Organic photovoltaic systems (OPVs) have generated considerable interest from researchers in recent years as materials relevant to harnessing renewable and sustainable sources of solar energy. OPVs are called "organic" because the substances are carbon-based, like the molecules of living things. The great potential of organic materials lies in their lower production costs, greater flexibility and higher optical absorption coefficients than their traditional, inorganic counterparts, such as copper or silicon.
Vikram Kuppa, Ph.D., an assistant professor of chemical and materials engineering at the University of Cincinnati, is conducting molecular dynamics simulations at the Ohio Supercomputer Center to evaluate the behavior of the carbon-based material oligothiophene when applied to a carbon-based substrate of fullerene.

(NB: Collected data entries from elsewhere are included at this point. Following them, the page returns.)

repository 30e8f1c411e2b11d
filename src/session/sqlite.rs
//! Built-in SQLite connector
//!
//! Backs the SQLITE engine with rusqlite so the provisioner is exercisable
//! end-to-end without an external server. Accepts `sqlite:<path>` strings,
//! bare file paths, and `:memory:`.

use rusqlite::Connection;

use crate::error::SessionError;
use crate::session::{Connector, SqlSession};

/// rusqlite-backed session
pub struct SqliteSession {
    pub conn: Connection,
}

impl SqliteSession {
    /// Open a session for a connection string
    ///
    /// An empty path or `:memory:` opens an in-memory database.
    pub fn open(url: &str) -> Result<Self, SessionError> {
        let path = url.strip_prefix("sqlite:").unwrap_or(url);
        let conn = if path.is_empty() || path == ":memory:" {
            Connection::open_in_memory()?
        } else {
            Connection::open(path)?
        };
        Ok(SqliteSession { conn })
    }
}

impl SqlSession for SqliteSession {
    fn execute(&mut self, sql: &str) -> Result<(), SessionError> {
        self.conn.execute_batch(sql)?;
        Ok(())
    }
}

/// Connector for the SQLITE engine
pub struct SqliteConnector;

impl Connector for SqliteConnector {
    fn connect(&self, url: &str) -> Result<Box<dyn SqlSession>, SessionError> {
        Ok(Box::new(SqliteSession::open(url)?))
    }
}

#[cfg(test)]
mod tests {
    use super::*;

    #[test]
    fn test_open_in_memory() {
        assert!(SqliteSession::open(":memory:").is_ok());
        assert!(SqliteSession::open("sqlite::memory:").is_ok());
    }

    #[test]
    fn test_execute_ddl() {
        let mut session = SqliteSession::open(":memory:").unwrap();
        session
            .execute("CREATE TABLE t (id INTEGER PRIMARY KEY)")
            .unwrap();
        session.execute("DROP TABLE t").unwrap();
    }

    #[test]
    fn test_execute_failure_surfaces() {
        let mut session = SqliteSession::open(":memory:").unwrap();
        assert!(session.execute("DROP TABLE missing_t0").is_err());
    }

    #[test]
    fn test_open_file_path() {
        let dir = tempfile::tempdir().unwrap();
        let path = dir.path().join("fuzz.db");
        let url = format!("sqlite:{}", path.display());
        let mut session = SqliteSession::open(&url).unwrap();
        session.execute("CREATE TABLE t (x INTEGER)").unwrap();
        assert!(path.exists());
    }
}
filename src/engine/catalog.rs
//! The per-engine profile table
//!
//! One record per backend. Engines not listed with an override follow the
//! default protocol: templated connection string, drop/create reset with
//! iterative fallback, no session statements, no synchronization.

use crate::engine::profile::{ConnectionStrategy, EngineProfile, ResetStrategy, SyncStrategy};
use crate::engine::Engine;

macro_rules! default_profile {
    ($name:ident, $engine:expr) => {
        static $name: EngineProfile = EngineProfile {
            engine: $engine,
            connection: ConnectionStrategy::Templated,
            reset: ResetStrategy::DropCreate,
            session_statements: &[],
            sync: SyncStrategy::None,
        };
    };
}

// Engines on the default protocol.
default_profile!(FIREBIRD, Engine::Firebird);
default_profile!(MYSQL, Engine::MySql);
default_profile!(DOLT, Engine::Dolt);
default_profile!(MATERIALIZE, Engine::Materialize);
default_profile!(TIDB, Engine::TiDb);
default_profile!(MARIADB, Engine::MariaDb);
default_profile!(IMMUDB, Engine::ImmuDb);
default_profile!(QUESTDB, Engine::QuestDb);
default_profile!(PERCONA, Engine::Percona);
default_profile!(VIRTUOSO, Engine::Virtuoso);
default_profile!(ORACLE, Engine::Oracle);
default_profile!(OCEANBASE, Engine::OceanBase);

// CrateDB commits asynchronously; tables must be refreshed before reads
// observe prior writes.
static CRATE: EngineProfile = EngineProfile {
    engine: Engine::Crate,
    connection: ConnectionStrategy::Templated,
    reset: ResetStrategy::DropCreate,
    session_statements: &[],
    sync: SyncStrategy::RefreshTables,
};

static RISINGWAVE: EngineProfile = EngineProfile {
    engine: Engine::RisingWave,
    connection: ConnectionStrategy::Templated,
    reset: ResetStrategy::IterativeOnly { cascade: false },
    session_statements: &["SET query_mode TO local"],
    sync: SyncStrategy::Statement("FLUSH"),
};

static DUCKDB: EngineProfile = EngineProfile {
    engine: Engine::DuckDb,
    connection: ConnectionStrategy::PathOverride {
        env_var: "DUCKDB_DATABASE_FILE",
    },
    reset: ResetStrategy::FreshFile,
    session_statements: &[],
    sync: SyncStrategy::None,
};

// A session cannot drop the database it is connected to.
static POSTGRESQL: EngineProfile = EngineProfile {
    engine: Engine::PostgreSql,
    connection: ConnectionStrategy::Templated,
    reset: ResetStrategy::IterativeOnly { cascade: false },
    session_statements: &["SET statement_timeout TO 5000"],
    sync: SyncStrategy::None,
};

static COCKROACHDB: EngineProfile = EngineProfile {
    engine: Engine::CockroachDb,
    connection: ConnectionStrategy::Templated,
    reset: ResetStrategy::DropCreate,
    session_statements: &[
        "SET CLUSTER SETTING debug.panic_on_failed_assertions = true",
        "SET CLUSTER SETTING diagnostics.reporting.enabled = false",
        "SET CLUSTER SETTING diagnostics.reporting.send_crash_reports = false",
    ],
    sync: SyncStrategy::None,
};

static SQLITE: EngineProfile = EngineProfile {
    engine: Engine::Sqlite,
    connection: ConnectionStrategy::DatabaseFile,
    reset: ResetStrategy::FreshFile,
    session_statements: &[],
    sync: SyncStrategy::None,
};

static UMBRA: EngineProfile = EngineProfile {
    engine: Engine::Umbra,
    connection: ConnectionStrategy::Templated,
    reset: ResetStrategy::IterativeOnly { cascade: false },
    session_statements: &["SET debug.storage = 'P'"],
    sync: SyncStrategy::None,
};

static MONETDB: EngineProfile = EngineProfile {
    engine: Engine::MonetDb,
    connection: ConnectionStrategy::Templated,
    reset: ResetStrategy::IterativeOnly { cascade: true },
    session_statements: &[],
    sync: SyncStrategy::None,
};

// The wipe statement invalidates the connection handle.
static H2: EngineProfile = EngineProfile {
    engine: Engine::H2,
    connection: ConnectionStrategy::DatabaseFile,
    reset: ResetStrategy::WipeAndReconnect {
        statement: "DROP ALL OBJECTS DELETE FILES",
    },
    session_statements: &[],
    sync: SyncStrategy::None,
};

static CLICKHOUSE: EngineProfile = EngineProfile {
    engine: Engine::ClickHouse,
    connection: ConnectionStrategy::Templated,
    reset: ResetStrategy::IterativeOnly { cascade: false },
    session_statements: &[],
    sync: SyncStrategy::None,
};

// CREATE DATABASE is slow on Vitess, so it only runs when the database is
// absent and the cleanup loop does the actual reset.
static VITESS: EngineProfile = EngineProfile {
    engine: Engine::Vitess,
    connection: ConnectionStrategy::Templated,
    reset: ResetStrategy::CreateThenIterative { cascade: true },
    session_statements: &[],
    sync: SyncStrategy::None,
};

// Presto's memory connector only supports schema-scoped isolation inside
// the MEMORY catalog.
static PRESTO: EngineProfile = EngineProfile {
    engine: Engine::Presto,
    connection: ConnectionStrategy::Templated,
    reset: ResetStrategy::CatalogScoped { catalog: "MEMORY" },
    session_statements: &[],
    sync: SyncStrategy::None,
};

static CEDARDB: EngineProfile = EngineProfile {
    engine: Engine::CedarDb,
    connection: ConnectionStrategy::Templated,
    reset: ResetStrategy::IterativeOnly { cascade: true },
    session_statements: &["SET implicit_cross_products = ON"],
    sync: SyncStrategy::None,
};

/// Look up the profile for an engine
pub fn profile(engine: Engine) -> &'static EngineProfile {
    match engine {
        Engine::Crate => &CRATE,
        Engine::Firebird => &FIREBIRD,
        Engine::MySql => &MYSQL,
        Engine::Dolt => &DOLT,
        Engine::RisingWave => &RISINGWAVE,
        Engine::DuckDb => &DUCKDB,
        Engine::PostgreSql => &POSTGRESQL,
        Engine::Materialize => &MATERIALIZE,
        Engine::CockroachDb => &COCKROACHDB,
        Engine::TiDb => &TIDB,
        Engine::Sqlite => &SQLITE,
        Engine::Umbra => &UMBRA,
        Engine::MariaDb => &MARIADB,
        Engine::ImmuDb => &IMMUDB,
        Engine::QuestDb => &QUESTDB,
        Engine::Percona => &PERCONA,
        Engine::Virtuoso => &VIRTUOSO,
        Engine::MonetDb => &MONETDB,
        Engine::H2 => &H2,
        Engine::ClickHouse => &CLICKHOUSE,
        Engine::Vitess => &VITESS,
        Engine::Presto => &PRESTO,
        Engine::Oracle => &ORACLE,
        Engine::CedarDb => &CEDARDB,
        Engine::OceanBase => &OCEANBASE,
    }
}
//! Configuration module
//!
//! Two layers, leaves first:
//!
//! - **store**: loads the engine property file once and serves keyed
//!   lookups merged with environment variables
//! - **resolver**: applies the three-tier precedence (explicit override >
//!   environment > file) per logical setting and renders the final
//!   connection string

pub mod resolver;
pub mod store;

pub use resolver::{ConfigResolver, Overrides};
pub use store::{ConfigStore, DEFAULT_CONFIG_PATH, ENV_PREFIX};
//! Configuration Types
//!
//! Everything a user may configure. Timeouts and the retry budget are fixed
//! constants, not settings.

use serde::{Deserialize, Serialize};
use url::Url;

use crate::constants::{network as net_constants, workflow as wf_constants};
use crate::types::{HitlensError, Result};

/// Root configuration structure
#[derive(Debug, Clone, Default, PartialEq, Serialize, Deserialize)]
#[serde(default)]
pub struct Config {
    /// Prediction service settings
    pub api: ApiConfig,

    /// Submission workflow settings
    pub workflow: WorkflowConfig,
}

impl Config {
    /// Validate configuration values are within acceptable ranges.
    /// Returns `HitlensError::Config` on validation failure.
    pub fn validate(&self) -> Result<()> {
        let url = Url::parse(&self.api.base_url).map_err(|e| {
            HitlensError::Config(format!(
                "api.base_url '{}' is not a valid URL: {}",
                self.api.base_url, e
            ))
        })?;
        if !matches!(url.scheme(), "http" | "https") {
            return Err(HitlensError::Config(format!(
                "api.base_url must use http or https, got '{}'",
                url.scheme()
            )));
        }

        let range = wf_constants::MIN_RECOMMENDATIONS..=wf_constants::MAX_RECOMMENDATIONS;
        if !range.contains(&self.workflow.recommendations) {
            return Err(HitlensError::Config(format!(
                "workflow.recommendations must be between {} and {}, got {}",
                wf_constants::MIN_RECOMMENDATIONS,
                wf_constants::MAX_RECOMMENDATIONS,
                self.workflow.recommendations
            )));
        }

        Ok(())
    }
}

// =============================================================================
// API Configuration
// =============================================================================

#[derive(Debug, Clone, PartialEq, Serialize, Deserialize)]
#[serde(default)]
pub struct ApiConfig {
    /// Service base address; endpoint paths are appended to it
    pub base_url: String,
}

impl Default for ApiConfig {
    fn default() -> Self {
        Self {
            base_url: net_constants::DEFAULT_BASE_URL.to_string(),
        }
    }
}

// =============================================================================
// Workflow Configuration
// =============================================================================

#[derive(Debug, Clone, PartialEq, Serialize, Deserialize)]
#[serde(default)]
pub struct WorkflowConfig {
    /// Similar tracks requested after a successful prediction
    pub recommendations: usize,
}

impl Default for WorkflowConfig {
    fn default() -> Self {
        Self {
            recommendations: wf_constants::DEFAULT_RECOMMENDATIONS,
        }
    }
}

// =============================================================================
// Tests
// =============================================================================

#[cfg(test)]
mod tests {
    use super::*;

    #[test]
    fn test_default_config() {
        let config = Config::default();
        assert_eq!(config.api.base_url, "http://localhost:5000/api");
        assert_eq!(config.workflow.recommendations, 5);
        assert!(config.validate().is_ok());
    }

    #[test]
    fn test_validate_recommendations_range() {
        let mut config = Config::default();
        config.workflow.recommendations = 2;
        assert!(matches!(config.validate(), Err(HitlensError::Config(_))));

        config.workflow.recommendations = 10;
        assert!(config.validate().is_ok());

        config.workflow.recommendations = 11;
        assert!(config.validate().is_err());
    }

    #[test]
    fn test_validate_base_url() {
        let mut config = Config::default();
        config.api.base_url = "localhost:5000".to_string();
        assert!(config.validate().is_err());

        config.api.base_url = "ftp://example.com/api".to_string();
        assert!(config.validate().is_err());

        config.api.base_url = "https://tracks.example.com/api".to_string();
        assert!(config.validate().is_ok());
    }
}
//! Feature Input
//!
//! Builds a partial `FeatureRecord` from an optional JSON file and per-field
//! flags. Flags win over file values; anything left out stays absent so the
//! validator can report it.

use clap::Args;
use std::fs;
use std::path::PathBuf;

use crate::types::{FeatureField, FeatureRecord, HitlensError, Result};

#[derive(Debug, Clone, Default, Args)]
pub struct FeatureArgs {
    /// JSON file with feature values, e.g. {"tempo": 120, "energy": 0.8}
    #[arg(long, short)]
    pub input: Option<PathBuf>,

    /// Tempo in BPM (0-250)
    #[arg(long)]
    pub tempo: Option<f64>,
    /// Energy (0-1)
    #[arg(long)]
    pub energy: Option<f64>,
    /// Danceability (0-1)
    #[arg(long)]
    pub danceability: Option<f64>,
    /// Loudness in dB (-60-0)
    #[arg(long, allow_negative_numbers = true)]
    pub loudness: Option<f64>,
    /// Valence (0-1)
    #[arg(long)]
    pub valence: Option<f64>,
    /// Acousticness (0-1)
    #[arg(long)]
    pub acousticness: Option<f64>,
    /// Instrumentalness (0-1)
    #[arg(long)]
    pub instrumentalness: Option<f64>,
    /// Liveness (0-1)
    #[arg(long)]
    pub liveness: Option<f64>,
    /// Speechiness (0-1)
    #[arg(long)]
    pub speechiness: Option<f64>,
    /// Duration in milliseconds (0-600000)
    #[arg(long)]
    pub duration_ms: Option<f64>,
    /// Musical key (0-11)
    #[arg(long)]
    pub key: Option<f64>,
    /// Mode, 0 = minor, 1 = major
    #[arg(long)]
    pub mode: Option<f64>,
    /// Time signature (3-7)
    #[arg(long)]
    pub time_signature: Option<f64>,
}

impl FeatureArgs {
    /// Record from the input file (if any) with flag values laid over it
    pub fn to_record(&self) -> Result<FeatureRecord> {
        let mut record = match &self.input {
            Some(path) => {
                let content = fs::read_to_string(path)?;
                serde_json::from_str::<FeatureRecord>(&content).map_err(|e| {
                    HitlensError::Config(format!(
                        "Invalid feature file {}: {}",
                        path.display(),
                        e
                    ))
                })?
            }
            None => FeatureRecord::new(),
        };
        record.merge(&self.flag_record());
        Ok(record)
    }

    fn flag_record(&self) -> FeatureRecord {
        let flags = [
            (FeatureField::Tempo, self.tempo),
            (FeatureField::Energy, self.energy),
            (FeatureField::Danceability, self.danceability),
            (FeatureField::Loudness, self.loudness),
            (FeatureField::Valence, self.valence),
            (FeatureField::Acousticness, self.acousticness),
            (FeatureField::Instrumentalness, self.instrumentalness),
            (FeatureField::Liveness, self.liveness),
            (FeatureField::Speechiness, self.speechiness),
            (FeatureField::DurationMs, self.duration_ms),
            (FeatureField::Key, self.key),
            (FeatureField::Mode, self.mode),
            (FeatureField::TimeSignature, self.time_signature),
        ];

        let mut record = FeatureRecord::new();
        for (field, value) in flags {
            record.set(field, value);
        }
        record
    }
}

#[cfg(test)]
mod tests {
    use super::*;
    use tempfile::TempDir;

    #[test]
    fn test_flags_only() {
        let args = FeatureArgs {
            tempo: Some(128.0),
            loudness: Some(-7.5),
            ..Default::default()
        };
        let record = args.to_record().unwrap();
        assert_eq!(record.tempo, Some(128.0));
        assert_eq!(record.loudness, Some(-7.5));
        assert_eq!(record.missing_fields().len(), 11);
    }

    #[test]
    fn test_flags_override_file() {
        let temp_dir = TempDir::new().unwrap();
        let path = temp_dir.path().join("track.json");
        fs::write(&path, r#"{"tempo": 90, "energy": 0.4, "key": 2}"#).unwrap();

        let args = FeatureArgs {
            input: Some(path),
            tempo: Some(140.0),
            ..Default::default()
        };
        let record = args.to_record().unwrap();
        assert_eq!(record.tempo, Some(140.0));
        assert_eq!(record.energy, Some(0.4));
        assert_eq!(record.key, Some(2.0));
    }

    #[test]
    fn test_invalid_file_is_config_error() {
        let temp_dir = TempDir::new().unwrap();
        let path = temp_dir.path().join("track.json");
        fs::write(&path, r#"{"tempo": "fast"}"#).unwrap();

        let args = FeatureArgs {
            input: Some(path),
            ..Default::default()
        };
        assert!(matches!(args.to_record(), Err(HitlensError::Config(_))));
    }
}
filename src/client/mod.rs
//! Service Client
//!
//! - `transport`: single-attempt seam (reqwest in production)
//! - `timeout`: per-attempt deadline
//! - `retry`: endpoint-agnostic retry strategy
//! - `resilient`: timeout + retry + failure normalization
//! - `api`: typed prediction service endpoints

pub mod api;
pub mod resilient;
pub mod retry;
pub mod timeout;
pub mod transport;

#[cfg(test)]
pub(crate) mod testing;

pub use api::PredictionApi;
pub use resilient::{ResilientHttpClient, ResponseBody};
pub use retry::{AttemptOutcome, Classifier, RequestAttempt, RetryPolicy, RetryReport};
pub use timeout::with_timeout;
pub use transport::{RawResponse, ReqwestTransport, RequestSpec, SharedTransport, Transport};
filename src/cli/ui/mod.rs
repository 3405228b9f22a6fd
pub mod output;

pub use output::Output;
//! Workflow State Machine
//!
//! Two independent result slots: the primary (prediction) stage and the
//! dependent (similar tracks) stage. Each has its own result and its own error,
//! so a failure in one never overwrites the other.
//!
//! ## Transitions
//!
//! ```text
//! Primary:
//!   any --[valid record]----> Submitting
//!   Submitting --[ok]-------> PredictionReady
//!   Submitting --[failed]---> PredictionFailed
//!
//! Similar:
//!   any --[new cycle]-------------> Idle
//!   Idle --[prediction ready]-----> Loading
//!   Loading --[ok]----------------> Ready
//!   Loading --[failed]------------> Failed
//! ```
//!
//! An invalid record changes neither stage. It only sets the workflow-level
//! `blocked` slot, which the next cycle clears.
//!
//! Every accepted submission starts a new cycle. Results are applied only when
//! they belong to the current cycle, so a late result from an abandoned cycle
//! is dropped.

use std::fmt;

use crate::types::{PredictionOutcome, SimilarTrack};
use crate::validation::ValidationResult;

/// Prediction stage
#[derive(Debug, Clone, Default, PartialEq)]
pub enum PrimaryStage {
    #[default]
    Idle,
    Submitting,
    PredictionReady(PredictionOutcome),
    PredictionFailed {
        message: String,
    },
}

impl fmt::Display for PrimaryStage {
    fn fmt(&self, f: &mut fmt::Formatter<'_>) -> fmt::Result {
        match self {
            Self::Idle => write!(f, "IDLE"),
            Self::Submitting => write!(f, "SUBMITTING"),
            Self::PredictionReady(_) => write!(f, "PREDICTION_READY"),
            Self::PredictionFailed { .. } => write!(f, "PREDICTION_FAILED"),
        }
    }
}

/// Similar-tracks stage
#[derive(Debug, Clone, Default, PartialEq)]
pub enum SimilarStage {
    #[default]
    Idle,
    Loading,
    Ready(Vec<SimilarTrack>),
    Failed {
        message: String,
    },
}

impl fmt::Display for SimilarStage {
    fn fmt(&self, f: &mut fmt::Formatter<'_>) -> fmt::Result {
        match self {
            Self::Idle => write!(f, "SIMILAR_IDLE"),
            Self::Loading => write!(f, "SIMILAR_LOADING"),
            Self::Ready(_) => write!(f, "SIMILAR_READY"),
            Self::Failed { .. } => write!(f, "SIMILAR_FAILED"),
        }
    }
}

/// Submission refused locally; no request was issued
#[derive(Debug, Clone, PartialEq)]
pub struct BlockedSubmission {
    pub message: String,
    pub field_errors: ValidationResult,
}

/// Whole workflow state. Mutated only through the transition methods below.
#[derive(Debug, Clone, Default, PartialEq)]
pub struct WorkflowState {
    pub primary: PrimaryStage,
    pub similar: SimilarStage,
    blocked: Option<BlockedSubmission>,
    cycle: u64,
}

impl WorkflowState {
    pub fn new() -> Self {
        Self::default()
    }

    pub fn cycle(&self) -> u64 {
        self.cycle
    }

    /// A cycle is in flight
    pub fn is_busy(&self) -> bool {
        matches!(self.primary, PrimaryStage::Submitting)
            || matches!(self.similar, SimilarStage::Loading)
    }

    // =========================================================================
    // Transitions
    // =========================================================================

    /// Refuse a submission. Both stages and the cycle are left as they are.
    pub fn block(&mut self, message: impl Into<String>, field_errors: ValidationResult) {
        self.blocked = Some(BlockedSubmission {
            message: message.into(),
            field_errors,
        });
    }

    /// Reset both stages and enter `Submitting`. Returns the new cycle id.
    pub fn begin_cycle(&mut self) -> u64 {
        self.cycle += 1;
        self.blocked = None;
        self.primary = PrimaryStage::Submitting;
        self.similar = SimilarStage::Idle;
        self.cycle
    }

    /// Store the outcome and start the dependent stage.
    pub fn prediction_succeeded(&mut self, cycle: u64, outcome: PredictionOutcome) -> bool {
        if !self.accepts(cycle) || self.primary != PrimaryStage::Submitting {
            return false;
        }
        self.primary = PrimaryStage::PredictionReady(outcome);
        self.similar = SimilarStage::Loading;
        true
    }

    /// Record the failure; the dependent stage stays idle.
    pub fn prediction_failed(&mut self, cycle: u64, message: impl Into<String>) -> bool {
        if !self.accepts(cycle) || self.primary != PrimaryStage::Submitting {
            return false;
        }
        self.primary = PrimaryStage::PredictionFailed {
            message: message.into(),
        };
        self.similar = SimilarStage::Idle;
        true
    }

    pub fn similar_succeeded(&mut self, cycle: u64, tracks: Vec<SimilarTrack>) -> bool {
        if !self.accepts(cycle) || self.similar != SimilarStage::Loading {
            return false;
        }
        self.similar = SimilarStage::Ready(tracks);
        true
    }

    /// Record the dependent failure. Never touches the primary slot.
    pub fn similar_failed(&mut self, cycle: u64, message: impl Into<String>) -> bool {
        if !self.accepts(cycle) || self.similar != SimilarStage::Loading {
            return false;
        }
        self.similar = SimilarStage::Failed {
            message: message.into(),
        };
        true
    }

    /// Back to idle; anything still in flight is discarded when it lands.
    pub fn reset(&mut self) {
        self.cycle += 1;
        self.blocked = None;
        self.primary = PrimaryStage::Idle;
        self.similar = SimilarStage::Idle;
    }

    fn accepts(&self, cycle: u64) -> bool {
        cycle == self.cycle
    }

    // =========================================================================
    // Accessors
    // =========================================================================

    pub fn prediction(&self) -> Option<&PredictionOutcome> {
        match &self.primary {
            PrimaryStage::PredictionReady(outcome) => Some(outcome),
            _ => None,
        }
    }

    /// Workflow-level error: blocked submission, else failed prediction
    pub fn primary_error(&self) -> Option<&str> {
        if let Some(blocked) = &self.blocked {
            return Some(&blocked.message);
        }
        match &self.primary {
            PrimaryStage::PredictionFailed { message } => Some(message),
            _ => None,
        }
    }

    pub fn blocked(&self) -> Option<&BlockedSubmission> {
        self.blocked.as_ref()
    }

    pub fn field_errors(&self) -> Option<&ValidationResult> {
        self.blocked.as_ref().map(|blocked| &blocked.field_errors)
    }

    /// Current track list; empty unless the stage is ready
    pub fn similar_tracks(&self) -> &[SimilarTrack] {
        match &self.similar {
            SimilarStage::Ready(tracks) => tracks,
            _ => &[],
        }
    }

    pub fn similar_error(&self) -> Option<&str> {
        match &self.similar {
            SimilarStage::Failed { message } => Some(message),
            _ => None,
        }
    }
}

“We seek to probe the effect of the surface, as well as process variables such as temperature, on the behavior of the oligothiophene,” said Kuppa. “The goal is to enable a fundamental understanding of the factors that influence the properties of these hybrid systems, and their role in the transport of electrical charges that are generated in the conjugated polymers upon exposure to sunlight.”
To generate these detailed simulations, Kuppa uses the classical molecular dynamics code LAMMPS, an acronym for Large-scale Atomic/Molecular Massively Parallel Simulator, and OSC’s flagship Glenn Cluster, a 9,500-node IBM 1350 Opteron system.
“The ultimate goal of this research,” Kuppa said, “is to employ molecular dynamics simulations in conjunction with experimental tools to develop cost-effective and efficient materials for energy conversion.”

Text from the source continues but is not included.